ADDRESSES: Home—118 West 79th St., Apt. 14B, New York, NY 10024. Office—Department of History, Graduate School and University Center, City University of New York, 365 5th Ave., New York, NY 10016. E-mail—[email protected].
CAREER: Editorial assistant for "Papers of Alexander Hamilton," New York, NY, 1964; Hunter College of the City University of New York, New York, NY, lecturer in history, 1968; member of editorial staff for "Papers of John Jay," New York, NY, 1972; City University of New York, assistant professor, 1972-75, associate professor, 1975-81, professor of history at Bernard M. Baruch College, 1981—, member of university graduate faculty, 1982—.

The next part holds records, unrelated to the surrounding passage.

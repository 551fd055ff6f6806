//! List View State Store
//!
//! Uses Leptos reactive_stores for fine-grained reactivity.

use leptos::prelude::*;
use reactive_stores::Store;

use crate::actions::ListHandle;
use crate::todo_list::{clamp_page, TodoList};

/// State behind the todo list view
#[derive(Clone, Debug, Default, Store)]
pub struct TodoState {
    /// Working list, newest first
    pub list: TodoList,
    /// Current 1-based page
    pub page: usize,
}

impl TodoState {
    pub fn new() -> Self {
        Self {
            page: 1,
            ..Default::default()
        }
    }
}

/// Type alias for the store
pub type TodoStore = Store<TodoState>;

/// Get the todo store from context
pub fn use_todo_store() -> TodoStore {
    expect_context::<TodoStore>()
}

impl ListHandle for TodoStore {
    fn update_list<R>(&self, f: impl FnOnce(&mut TodoList) -> R) -> R {
        let field = self.list();
        let mut list = field.write();
        f(&mut *list)
    }
}

// ========================
// Store Helper Functions
// ========================

/// Move to `page`, kept within the current page count
pub fn store_set_page(store: &TodoStore, page: usize) {
    let page_count = store.list().read().page_count();
    *store.page().write() = clamp_page(page, page_count);
}

/// Pull the current page back in range after the list shrank
pub fn store_clamp_page(store: &TodoStore) {
    let page_count = store.list().read().page_count();
    let current = store.page().get_untracked();
    let clamped = clamp_page(current, page_count);
    if clamped != current {
        *store.page().write() = clamped;
    }
}
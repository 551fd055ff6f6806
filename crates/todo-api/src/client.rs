//! Todo Backend Client
//!
//! One method per REST call. No retries, no caching, no timeouts.

use async_trait::async_trait;
use reqwest::{Client, Method, Response};
use serde::de::DeserializeOwned;
use serde::Serialize;

use crate::error::ApiError;
use crate::models::{HealthStatus, NewTodo, Todo};

/// Operations the views need from the backend.
///
/// `?Send` because browser futures are bound to the UI thread.
#[async_trait(?Send)]
pub trait TodoApi {
    async fn health(&self) -> Result<HealthStatus, ApiError>;
    async fn list_todos(&self) -> Result<Vec<Todo>, ApiError>;
    async fn get_todo(&self, id: i32) -> Result<Todo, ApiError>;
    async fn create_todo(&self, todo: &NewTodo) -> Result<Todo, ApiError>;
    async fn update_todo(&self, todo: &Todo) -> Result<Todo, ApiError>;
    async fn delete_todo(&self, id: i32) -> Result<(), ApiError>;
}

/// reqwest-backed client (uses `fetch` on wasm32)
#[derive(Debug, Clone)]
pub struct HttpTodoApi {
    client: Client,
    base_url: String,
}

impl HttpTodoApi {
    pub fn new(base_url: &str) -> Self {
        Self::with_client(Client::new(), base_url)
    }

    pub fn with_client(client: Client, base_url: &str) -> Self {
        Self {
            client,
            base_url: base_url.trim_end_matches('/').to_string(),
        }
    }

    pub fn base_url(&self) -> &str {
        &self.base_url
    }

    pub fn health_url(&self) -> String {
        format!("{}/health", self.base_url)
    }

    pub fn todos_url(&self) -> String {
        format!("{}/api/todos", self.base_url)
    }

    pub fn todo_url(&self, id: i32) -> String {
        format!("{}/api/todos/{}", self.base_url, id)
    }

    async fn send<B: Serialize + ?Sized>(
        &self,
        method: Method,
        url: String,
        body: Option<&B>,
    ) -> Result<(Response, String), ApiError> {
        log::debug!("{} {}", method, url);
        let mut request = self.client.request(method.clone(), &url);
        if let Some(body) = body {
            request = request.json(body);
        }
        let response = match request.send().await {
            Ok(response) => response,
            Err(source) => return Err(ApiError::Transport { url, source }),
        };
        let status = response.status();
        if !status.is_success() {
            return Err(ApiError::Status {
                method: method_name(&method),
                url,
                status: status.as_u16(),
            });
        }
        Ok((response, url))
    }

    async fn fetch_json<T, B>(
        &self,
        method: Method,
        url: String,
        body: Option<&B>,
    ) -> Result<T, ApiError>
    where
        T: DeserializeOwned,
        B: Serialize + ?Sized,
    {
        let (response, url) = self.send(method, url, body).await?;
        response
            .json::<T>()
            .await
            .map_err(|source| ApiError::Decode { url, source })
    }
}

fn method_name(method: &Method) -> &'static str {
    match *method {
        Method::GET => "GET",
        Method::POST => "POST",
        Method::PUT => "PUT",
        Method::DELETE => "DELETE",
        _ => "HTTP",
    }
}

#[async_trait(?Send)]
impl TodoApi for HttpTodoApi {
    async fn health(&self) -> Result<HealthStatus, ApiError> {
        self.fetch_json(Method::GET, self.health_url(), None::<&()>).await
    }

    async fn list_todos(&self) -> Result<Vec<Todo>, ApiError> {
        self.fetch_json(Method::GET, self.todos_url(), None::<&()>).await
    }

    async fn get_todo(&self, id: i32) -> Result<Todo, ApiError> {
        self.fetch_json(Method::GET, self.todo_url(id), None::<&()>).await
    }

    async fn create_todo(&self, todo: &NewTodo) -> Result<Todo, ApiError> {
        self.fetch_json(Method::POST, self.todos_url(), Some(todo)).await
    }

    async fn update_todo(&self, todo: &Todo) -> Result<Todo, ApiError> {
        self.fetch_json(Method::PUT, self.todo_url(todo.todo_id), Some(todo)).await
    }

    async fn delete_todo(&self, id: i32) -> Result<(), ApiError> {
        // Response body is ignored
        self.send(Method::DELETE, self.todo_url(id), None::<&()>).await?;
        Ok(())
    }
}
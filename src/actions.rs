//! List Actions
//!
//! Optimistic mutations: the local list changes first, then the backend is told.
//! A failed call is reported to the caller but never rolled back locally.

use todo_api::{ApiError, Todo, TodoApi};

use crate::todo_list::TodoList;

/// Mutable access to the working list
pub trait ListHandle {
    fn update_list<R>(&self, f: impl FnOnce(&mut TodoList) -> R) -> R;
}

/// Replace the working list with the backend collection. Returns the item count.
pub async fn load_todos<L, A>(list: &L, api: &A) -> Result<usize, ApiError>
where
    L: ListHandle,
    A: TodoApi + ?Sized,
{
    let fetched = api.list_todos().await?;
    let count = list.update_list(|l| {
        *l = TodoList::from_fetched(fetched);
        l.len()
    });
    Ok(count)
}

/// Flip completion locally, then PUT the full mutated item
pub async fn toggle_completed<L, A>(list: &L, api: &A, todo_id: i32) -> Result<(), ApiError>
where
    L: ListHandle,
    A: TodoApi + ?Sized,
{
    let Some(updated) = list.update_list(|l| l.toggle_completed(todo_id)) else {
        log::warn!("[TODOS] toggle: todo {} is not in the list", todo_id);
        return Ok(());
    };
    api.update_todo(&updated).await?;
    Ok(())
}

/// Drop the item locally, then DELETE it on the backend
pub async fn delete_todo<L, A>(list: &L, api: &A, todo_id: i32) -> Result<(), ApiError>
where
    L: ListHandle,
    A: TodoApi + ?Sized,
{
    if list.update_list(|l| l.remove(todo_id)).is_none() {
        log::debug!("[TODOS] delete: todo {} was not listed locally", todo_id);
    }
    api.delete_todo(todo_id).await
}

/// Put a freshly created item at the top without re-fetching
pub fn merge_created<L: ListHandle>(list: &L, todo: Todo) {
    list.update_list(|l| l.prepend(todo));
}

/// Merge an item saved from the edit form
pub fn merge_edited<L: ListHandle>(list: &L, todo: Todo) {
    let todo_id = todo.todo_id;
    if !list.update_list(|l| l.replace(todo)) {
        log::warn!("[TODOS] edit: todo {} is no longer listed", todo_id);
    }
}
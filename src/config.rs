//! App Configuration
//!
//! Values are baked in at compile time; the wasm bundle has no runtime environment.

use log::LevelFilter;

pub const DEFAULT_API_URL: &str = "http://127.0.0.1:8080";
pub const HEALTHY_MESSAGE: &str = "Everything is working fine";
pub const DEFAULT_LOG_LEVEL: LevelFilter = LevelFilter::Info;

#[derive(Clone, Debug, PartialEq)]
pub struct AppConfig {
    /// Backend origin, without trailing slash
    pub api_base_url: String,
    /// `GET /health` message that marks the backend as usable
    pub healthy_message: String,
    pub log_level: LevelFilter,
}

impl Default for AppConfig {
    fn default() -> Self {
        Self::from_values(None, None)
    }
}

impl AppConfig {
    /// Reads `TODO_API_URL` and `TODO_LOG_LEVEL` as set when the bundle was built
    pub fn from_env() -> Self {
        Self::from_values(option_env!("TODO_API_URL"), option_env!("TODO_LOG_LEVEL"))
    }

    fn from_values(api_url: Option<&str>, log_level: Option<&str>) -> Self {
        let api_base_url = api_url
            .map(str::trim)
            .filter(|url| !url.is_empty())
            .unwrap_or(DEFAULT_API_URL)
            .trim_end_matches('/')
            .to_string();

        let log_level = log_level
            .and_then(|level| level.trim().parse().ok())
            .unwrap_or(DEFAULT_LOG_LEVEL);

        AppConfig {
            api_base_url,
            healthy_message: HEALTHY_MESSAGE.to_string(),
            log_level,
        }
    }
}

MEMBER: American Antiquarian Society (fellow), American Historical Association, Organization of American Historians (member of bicentennial celebration committee, 1975—), Coordinating Committee for Women in the Historical Profession, Smithsonian Institution, Essex Institute, New York Historical Society, Columbia University Seminar in Early American History and Culture.
AWARDS, HONORS: Bancroft Award from Bancroft Foundation and Columbia University, 1972, for doctoral dissertation on Jonathan Sewall; National Endowment for the Humanities grant, 1974; American Council of Learned Societies grant, 1975, study fellowship, 1978; City University of New York Research Foundation grant, 1975; American Association of University Women fellowship, 1978.
WRITINGS:
Jonathan Sewall: Odyssey of an American Loyalist, Columbia University Press (New York, NY), 1974.
Within the Conjurer's Circle: Women in ColonialAmerica (pamphlet), General Learning Press (New York, NY), 1974.
(Compiler) Women in the American Revolution, Grossman (New York, NY), 1975.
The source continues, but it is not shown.